Please reproduce the entire listing, character for character.
[LISTED ENTRIES]
//! # Binder Runtime
//!
//! Runtime support for generated sensor binders.
//!
//! Responsibilities:
//! - Listener wrappers and handler callbacks the generated code is built from
//! - The `SensorService` boundary to the platform sensor subsystem
//! - The `BinderRegistry` that resolves, caches, and drives binders
//!
//! # Example
//!
//! ```ignore
//! use std::sync::Arc;
//! use binder_runtime::{BinderRegistry, SensorContext};
//!
//! let registry = BinderRegistry::new();
//! register_generated_binders(&registry); // emitted by sensor-bindgen
//!
//! let monitor = Arc::new(Monitor::new());
//! registry.bind(&monitor, &context)?;
//! // ... sensor events flow into the tagged methods ...
//! registry.unbind(&monitor)?;
//! ```

mod error;
mod event;
mod handler;
pub mod mock;
mod registry;
mod service;
mod wrapper;

pub use contracts::{DelayHint, SensorTypeCode, TYPE_SIGNIFICANT_MOTION};
pub use error::RuntimeError;
pub use event::{SensorEvent, SensorHandle, TriggerEvent};
pub use handler::{SensorEventHandler, TriggerHandler};
pub use registry::{BinderRegistry, NoOpBinder, SensorBinder};
pub use service::{SensorContext, SensorService};
pub use wrapper::ListenerWrapper;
[/LISTED ENTRIES]
| SOLUTION |
//! # Binder Runtime
//!
//! Runtime support for generated sensor binders.
//!
//! Responsibilities:
//! - Listener wrappers and handler callbacks the generated code is built from
//! - The `SensorService` boundary to the platform sensor subsystem
//! - The `BinderRegistry` that resolves, caches, and drives binders
//!
//! # Example
//!
//! ```ignore
//! use std::sync::Arc;
//! use binder_runtime::{BinderRegistry, SensorContext};
//!
//! let registry = BinderRegistry::new();
//! register_generated_binders(&registry); // emitted by sensor-bindgen
//!
//! let monitor = Arc::new(Monitor::new());
//! registry.bind(&monitor, &context)?;
//! // ... sensor events flow into the tagged methods ...
//! registry.unbind(&monitor)?;
//! ```

mod error;
mod event;
mod handler;
pub mod mock;
mod registry;
mod service;
mod wrapper;

pub use contracts::{DelayHint, SensorTypeCode, TYPE_SIGNIFICANT_MOTION};
pub use error::RuntimeError;
pub use event::{SensorEvent, SensorHandle, TriggerEvent};
pub use handler::{SensorEventHandler, TriggerHandler};
pub use registry::{BinderRegistry, NoOpBinder, SensorBinder};
pub use service::{SensorContext, SensorService};
pub use wrapper::ListenerWrapper;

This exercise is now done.